Dataset entries>
------------------------
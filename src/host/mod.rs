//! Boundary to the editor that hosts the extension.
//!
//! The extension never renders terminals or owns documents itself. It talks to
//! the host through two traits: [`TerminalHost`] for terminal sessions and
//! [`EditorHost`] for editor, workspace and user-facing messages. Terminal
//! close notifications flow back through the channel returned by
//! [`TerminalHost::subscribe_close`].

pub mod memory;
pub mod shell;

use crate::error::AppError;
use async_trait::async_trait;
use serde::{Deserialize, Serialize};
use std::path::PathBuf;
use tokio::sync::mpsc::UnboundedReceiver;
use uuid::Uuid;

/// Host-assigned identity of one terminal session.
pub type TerminalId = Uuid;

/// Delivered by the host whenever any terminal closes, whatever the cause.
#[derive(Debug, Clone, PartialEq, Eq, Serialize, Deserialize)]
pub struct TerminalClosed {
    pub id: TerminalId,
    pub name: String,
}

/// The active text editor as reported by the host.
#[derive(Debug, Clone, PartialEq, Eq, Serialize, Deserialize)]
pub struct EditorContext {
    pub file: String,
    /// Zero-based caret line.
    pub line: usize,
}

/// Terminal operations provided by the host.
///
/// Implementations must not call back into the registry from inside these
/// methods; closes are reported only through the subscription channel.
pub trait TerminalHost: Send + Sync {
    fn create_terminal(&self, name: &str) -> Result<TerminalId, AppError>;

    /// Reveals the terminal. With `preserve_focus` the editor keeps input focus.
    fn show(&self, id: TerminalId, preserve_focus: bool);

    fn scroll_to_bottom(&self, id: TerminalId);

    fn focus(&self, id: TerminalId);

    fn send_text(&self, id: TerminalId, text: &str, add_new_line: bool) -> Result<(), AppError>;

    fn dispose(&self, id: TerminalId);

    /// Hands out the close-notification stream. Only one subscriber is supported.
    fn subscribe_close(&self) -> Option<UnboundedReceiver<TerminalClosed>>;
}

/// Editor and workspace operations provided by the host.
#[async_trait]
pub trait EditorHost: Send + Sync {
    fn active_editor(&self) -> Option<EditorContext>;

    fn workspace_folders(&self) -> Vec<PathBuf>;

    /// Persists every open document. Resolves to whether all saves succeeded.
    async fn save_all(&self, include_untitled: bool) -> Result<bool, AppError>;

    fn show_warning(&self, message: &str);
}
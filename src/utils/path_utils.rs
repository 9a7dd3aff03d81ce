use crate::error::AppError;
use std::path::PathBuf;
use tracing::debug;

/// Expands tilde (~) and environment variables in a path string.
pub fn expand_tilde_path_buf(path_str: &str) -> Result<PathBuf, AppError> {
    shellexpand::full(path_str)
        .map(|cow_str| PathBuf::from(cow_str.as_ref()))
        .map_err(|e| {
            AppError::Config(anyhow::anyhow!(
                "Failed to expand path '{}': {}",
                path_str,
                e
            ))
        })
}

/// Expands and canonicalizes a directory path, failing if it does not exist.
pub fn normalize_existing_dir(path_str: &str) -> Result<PathBuf, AppError> {
    let expanded = expand_tilde_path_buf(path_str)?;
    // dunce keeps Windows paths free of the \\?\ prefix so they read naturally in commands.
    let canonical = dunce::canonicalize(&expanded)?;
    if !canonical.is_dir() {
        return Err(AppError::Config(anyhow::anyhow!(
            "Not a directory: {}",
            canonical.display()
        )));
    }
    debug!(input = %path_str, normalized = %canonical.display(), "Normalized directory");
    Ok(canonical)
}
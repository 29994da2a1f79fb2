//! Track model and output naming.
//!
//! A `TrackDescriptor` is produced once by the catalog and then only read. The
//! `OutputLayout` is the single place where on-disk names are derived, so the
//! existence check and the final write can never disagree.

mod layout;
mod types;

pub use layout::{
    sanitize_component, sanitize_title, OutputLayout, UNKNOWN_FOLDER, UNTITLED, WORK_DIR_NAME,
};
pub use types::{OutputFormat, ParseEnumError, SortKey, TrackDescriptor, TrackTags};
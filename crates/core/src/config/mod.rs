mod loader;
mod types;
mod validate;

pub use loader::{default_config_path, load_config, load_config_from_str};
pub use types::*;
pub use validate::validate_config;

use thiserror::Error;

#[derive(Debug, Error)]
pub enum ConfigError {
    #[error("Configuration file not found: {0}")]
    FileNotFound(String),

    #[error("Failed to parse configuration: {0}")]
    ParseError(String),

    #[error("Configuration validation failed: {0}")]
    ValidationError(String),
}
//! Mock tag writer for testing.

use async_trait::async_trait;
use std::path::{Path, PathBuf};
use std::sync::Arc;
use tokio::sync::RwLock;

use crate::tagger::{TagError, TagWriter};
use crate::track::{OutputFormat, TrackTags};

/// A recorded tag write for test assertions.
#[derive(Debug, Clone)]
pub struct RecordedTagWrite {
    pub path: PathBuf,
    pub tags: TrackTags,
    pub format: OutputFormat,
}

/// Mock implementation of the TagWriter trait. Records writes, touches no
/// files.
#[derive(Debug, Default)]
pub struct MockTagWriter {
    /// If set, the next write will fail with this error.
    next_error: Arc<RwLock<Option<TagError>>>,
    /// Titles whose writes always fail.
    failing_titles: Arc<RwLock<Vec<String>>>,
    writes: Arc<RwLock<Vec<RecordedTagWrite>>>,
}

impl MockTagWriter {
    /// Create a new mock tag writer.
    pub fn new() -> Self {
        Self::default()
    }

    /// Make the next write fail.
    pub async fn set_next_error(&self, error: TagError) {
        *self.next_error.write().await = Some(error);
    }

    /// Make every write for a track with this title fail.
    pub async fn fail_title(&self, title: &str) {
        self.failing_titles.write().await.push(title.to_string());
    }

    /// Successful writes so far.
    pub async fn written(&self) -> Vec<RecordedTagWrite> {
        self.writes.read().await.clone()
    }
}

#[async_trait]
impl TagWriter for MockTagWriter {
    async fn write_tags(
        &self,
        path: &Path,
        tags: &TrackTags,
        format: OutputFormat,
    ) -> Result<(), TagError> {
        if let Some(error) = self.next_error.write().await.take() {
            return Err(error);
        }
        if self.failing_titles.read().await.contains(&tags.title) {
            return Err(TagError::Task(format!("mock failure for {}", tags.title)));
        }
        if !path.exists() {
            return Err(TagError::NotFound {
                path: path.to_path_buf(),
            });
        }

        self.writes.write().await.push(RecordedTagWrite {
            path: path.to_path_buf(),
            tags: tags.clone(),
            format,
        });
        Ok(())
    }
}
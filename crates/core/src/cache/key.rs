use serde::{Deserialize, Serialize};
use std::fmt;

use crate::track::TrackDescriptor;

/// Fixed marker mixed into every key, matching the `audio` suffix of the
/// search query.
pub const QUERY_MARKER: &str = "audio";

/// Stable cache key for a track query.
///
/// MD5 hex digest of the lowercase, whitespace-collapsed `artist title audio`
/// string. The same pair always yields the same key across runs.
#[derive(Debug, Clone, PartialEq, Eq, Hash, Serialize, Deserialize)]
#[serde(transparent)]
pub struct CacheKey(String);

impl CacheKey {
    /// Derives the key for an artist/title pair.
    pub fn from_parts(artist: &str, title: &str) -> Self {
        let normalized = format!(
            "{} {} {}",
            normalize(artist),
            normalize(title),
            QUERY_MARKER
        );
        Self(format!("{:x}", md5::compute(normalized.as_bytes())))
    }

    /// Derives the key for a track.
    pub fn for_track(track: &TrackDescriptor) -> Self {
        Self::from_parts(&track.artist, &track.title)
    }

    /// The hex digest.
    pub fn as_str(&self) -> &str {
        &self.0
    }
}

impl fmt::Display for CacheKey {
    fn fmt(&self, f: &mut fmt::Formatter<'_>) -> fmt::Result {
        f.write_str(&self.0)
    }
}

fn normalize(value: &str) -> String {
    value
        .split_whitespace()
        .collect::<Vec<_>>()
        .join(" ")
        .to_lowercase()
}

#[cfg(test)]
mod tests {
    use super::*;

    #[test]
    fn test_key_is_stable() {
        // Fixed digest: changing it invalidates every existing cache file.
        let key = CacheKey::from_parts("Daft Punk", "Digital Love");
        assert_eq!(key.as_str(), "b2b1491dfd77a2f4da996bf0ffc4ed51");
        assert_eq!(key.as_str().len(), 32);
    }

    #[test]
    fn test_key_ignores_case_and_spacing() {
        let a = CacheKey::from_parts("Daft Punk", "Digital Love");
        let b = CacheKey::from_parts("  DAFT   punk ", "digital\tlove");
        assert_eq!(a, b);
    }

    #[test]
    fn test_key_distinguishes_tracks() {
        let a = CacheKey::from_parts("Daft Punk", "Digital Love");
        let b = CacheKey::from_parts("Daft Punk", "One More Time");
        assert_ne!(a, b);
    }

    #[test]
    fn test_key_for_track() {
        let track = TrackDescriptor::new("Digital Love", "Daft Punk", "Discovery");
        assert_eq!(
            CacheKey::for_track(&track),
            CacheKey::from_parts("Daft Punk", "Digital Love")
        );
    }
}
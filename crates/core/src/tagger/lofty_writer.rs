use async_trait::async_trait;
use lofty::config::WriteOptions;
use lofty::prelude::*;
use lofty::probe::Probe;
use lofty::tag::{Tag, TagType};
use std::path::{Path, PathBuf};
use tracing::debug;

use super::{TagError, TagWriter};
use crate::track::{OutputFormat, TrackTags};

/// Tag writer backed by `lofty`.
///
/// mp3 files get an ID3v2 tag (created when absent), flac files get Vorbis
/// comments. Other existing tags are left alone.
#[derive(Debug, Default, Clone, Copy)]
pub struct LoftyTagWriter;

impl LoftyTagWriter {
    pub fn new() -> Self {
        Self
    }

    fn tag_type(format: OutputFormat) -> TagType {
        match format {
            OutputFormat::Mp3 => TagType::Id3v2,
            OutputFormat::Flac => TagType::VorbisComments,
        }
    }

    fn write_blocking(path: &Path, tags: &TrackTags, format: OutputFormat) -> Result<(), TagError> {
        if !path.is_file() {
            return Err(TagError::NotFound {
                path: path.to_path_buf(),
            });
        }

        let tag_type = Self::tag_type(format);
        let mut tagged = Probe::open(path)?.guess_file_type()?.read()?;

        if tagged.tag(tag_type).is_none() {
            tagged.insert_tag(Tag::new(tag_type));
        }
        if let Some(tag) = tagged.tag_mut(tag_type) {
            tag.set_title(tags.title.clone());
            tag.set_artist(tags.artist.clone());
            if !tags.album.is_empty() {
                tag.set_album(tags.album.clone());
            }
        }

        tagged.save_to_path(path, WriteOptions::default())?;
        Ok(())
    }
}

#[async_trait]
impl TagWriter for LoftyTagWriter {
    async fn write_tags(
        &self,
        path: &Path,
        tags: &TrackTags,
        format: OutputFormat,
    ) -> Result<(), TagError> {
        let owned_path: PathBuf = path.to_path_buf();
        let owned_tags = tags.clone();

        tokio::task::spawn_blocking(move || {
            Self::write_blocking(&owned_path, &owned_tags, format)
        })
        .await
        .map_err(|e| TagError::Task(e.to_string()))??;

        debug!(path = %path.display(), ?format, "Wrote tags");
        Ok(())
    }
}
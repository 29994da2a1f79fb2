use async_trait::async_trait;
use std::collections::HashMap;
use std::path::{Path, PathBuf};
use tokio::sync::Mutex;
use tracing::{debug, warn};

use super::{CacheError, CacheKey, LookupCache};

/// Cache persisted as a single JSON object `{ "<key>": "<locator>" }`.
///
/// Every write rewrites the whole file through a temporary sibling and a
/// rename, while holding the lock, so concurrent writers never interleave and
/// the file on disk is always a complete document.
pub struct JsonFileCache {
    path: PathBuf,
    entries: Mutex<HashMap<CacheKey, String>>,
}

impl JsonFileCache {
    /// Loads the cache from `path`.
    ///
    /// A missing file gives an empty cache. An unreadable or corrupt file is
    /// logged and also gives an empty cache; it is replaced on the next write.
    pub async fn load(path: impl Into<PathBuf>) -> Self {
        let path = path.into();
        let entries = match tokio::fs::read(&path).await {
            Ok(bytes) => match serde_json::from_slice::<HashMap<CacheKey, String>>(&bytes) {
                Ok(entries) => {
                    debug!(path = %path.display(), entries = entries.len(), "Loaded search cache");
                    entries
                }
                Err(e) => {
                    warn!(path = %path.display(), error = %e, "Search cache is corrupt, starting empty");
                    HashMap::new()
                }
            },
            Err(e) if e.kind() == std::io::ErrorKind::NotFound => HashMap::new(),
            Err(e) => {
                warn!(path = %path.display(), error = %e, "Failed to read search cache, starting empty");
                HashMap::new()
            }
        };

        Self {
            path,
            entries: Mutex::new(entries),
        }
    }

    /// In-memory cache that still writes to `path`, starting empty.
    pub fn empty(path: impl Into<PathBuf>) -> Self {
        Self {
            path: path.into(),
            entries: Mutex::new(HashMap::new()),
        }
    }

    /// Location of the cache file.
    pub fn path(&self) -> &Path {
        &self.path
    }

    async fn persist(&self, entries: &HashMap<CacheKey, String>) -> Result<(), CacheError> {
        let json = serde_json::to_vec_pretty(entries)?;
        let persist_err = |source| CacheError::Persist {
            path: self.path.clone(),
            source,
        };

        if let Some(parent) = self.path.parent() {
            if !parent.as_os_str().is_empty() {
                tokio::fs::create_dir_all(parent).await.map_err(persist_err)?;
            }
        }

        let tmp = tmp_path(&self.path);
        if let Err(e) = tokio::fs::write(&tmp, &json).await {
            let _ = tokio::fs::remove_file(&tmp).await;
            return Err(persist_err(e));
        }
        if let Err(e) = tokio::fs::rename(&tmp, &self.path).await {
            let _ = tokio::fs::remove_file(&tmp).await;
            return Err(persist_err(e));
        }
        Ok(())
    }
}

#[async_trait]
impl LookupCache for JsonFileCache {
    async fn get(&self, key: &CacheKey) -> Option<String> {
        self.entries.lock().await.get(key).cloned()
    }

    async fn put(&self, key: &CacheKey, locator: &str) -> Result<(), CacheError> {
        let mut entries = self.entries.lock().await;
        if entries.get(key).map(String::as_str) == Some(locator) {
            return Ok(());
        }
        entries.insert(key.clone(), locator.to_string());
        self.persist(&entries).await
    }

    async fn len(&self) -> usize {
        self.entries.lock().await.len()
    }
}

fn tmp_path(path: &Path) -> PathBuf {
    let mut name = path
        .file_name()
        .map(|n| n.to_os_string())
        .unwrap_or_default();
    name.push(".tmp");
    path.with_file_name(name)
}

#[cfg(test)]
mod tests {
    use super::*;
    use std::sync::Arc;
    use tempfile::TempDir;

    #[tokio::test]
    async fn test_missing_file_is_empty() {
        let temp = TempDir::new().unwrap();
        let cache = JsonFileCache::load(temp.path().join("cache.json")).await;
        assert!(cache.is_empty().await);
    }

    #[tokio::test]
    async fn test_put_persists_and_reloads() {
        let temp = TempDir::new().unwrap();
        let path = temp.path().join("nested").join("cache.json");
        let key = CacheKey::from_parts("Artist", "Title");

        let cache = JsonFileCache::load(&path).await;
        cache.put(&key, "https://example.com/watch?v=1").await.unwrap();
        assert_eq!(
            cache.get(&key).await.as_deref(),
            Some("https://example.com/watch?v=1")
        );

        let reloaded = JsonFileCache::load(&path).await;
        assert_eq!(reloaded.len().await, 1);
        assert_eq!(
            reloaded.get(&key).await.as_deref(),
            Some("https://example.com/watch?v=1")
        );
        assert!(!tmp_path(&path).exists());
    }

    #[tokio::test]
    async fn test_corrupt_file_starts_empty_and_is_replaced() {
        let temp = TempDir::new().unwrap();
        let path = temp.path().join("cache.json");
        std::fs::write(&path, b"{ not json").unwrap();

        let cache = JsonFileCache::load(&path).await;
        assert!(cache.is_empty().await);

        let key = CacheKey::from_parts("A", "B");
        cache.put(&key, "loc").await.unwrap();

        let raw = std::fs::read(&path).unwrap();
        let parsed: HashMap<String, String> = serde_json::from_slice(&raw).unwrap();
        assert_eq!(parsed.get(key.as_str()).map(String::as_str), Some("loc"));
    }

    #[tokio::test]
    async fn test_same_value_put_is_noop() {
        let temp = TempDir::new().unwrap();
        let path = temp.path().join("cache.json");
        let cache = JsonFileCache::load(&path).await;
        let key = CacheKey::from_parts("A", "B");

        cache.put(&key, "loc").await.unwrap();
        std::fs::remove_file(&path).unwrap();

        // Unchanged value does not rewrite the file.
        cache.put(&key, "loc").await.unwrap();
        assert!(!path.exists());

        cache.put(&key, "other").await.unwrap();
        assert!(path.exists());
    }

    #[tokio::test]
    async fn test_concurrent_puts_leave_valid_file() {
        let temp = TempDir::new().unwrap();
        let path = temp.path().join("cache.json");
        let cache = Arc::new(JsonFileCache::load(&path).await);

        let mut handles = Vec::new();
        for i in 0..16 {
            let cache = Arc::clone(&cache);
            handles.push(tokio::spawn(async move {
                let key = CacheKey::from_parts("Artist", &format!("Song {}", i));
                cache.put(&key, &format!("loc-{}", i)).await.unwrap();
            }));
        }
        for handle in handles {
            handle.await.unwrap();
        }

        let raw = std::fs::read(&path).unwrap();
        let parsed: HashMap<String, String> = serde_json::from_slice(&raw).unwrap();
        assert_eq!(parsed.len(), 16);
    }

    #[cfg(unix)]
    #[tokio::test]
    async fn test_write_failure_keeps_memory_entry() {
        let temp = TempDir::new().unwrap();
        // Parent is a file, so the directory cannot be created.
        let blocker = temp.path().join("blocker");
        std::fs::write(&blocker, b"").unwrap();
        let cache = JsonFileCache::empty(blocker.join("cache.json"));

        let key = CacheKey::from_parts("A", "B");
        let result = cache.put(&key, "loc").await;
        assert!(matches!(result, Err(CacheError::Persist { .. })));
        assert_eq!(cache.get(&key).await.as_deref(), Some("loc"));
    }
}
------------------------
Prompt> What lines in the listing above hold the string "directory"? List them.

Answer to the exercise>
/// Expands and canonicalizes a directory path, failing if it does not exist.
            "Not a directory: {}",
    debug!(input = %path_str, normalized = %canonical.display(), "Normalized directory");
        // Parent is a file, so the directory cannot be created.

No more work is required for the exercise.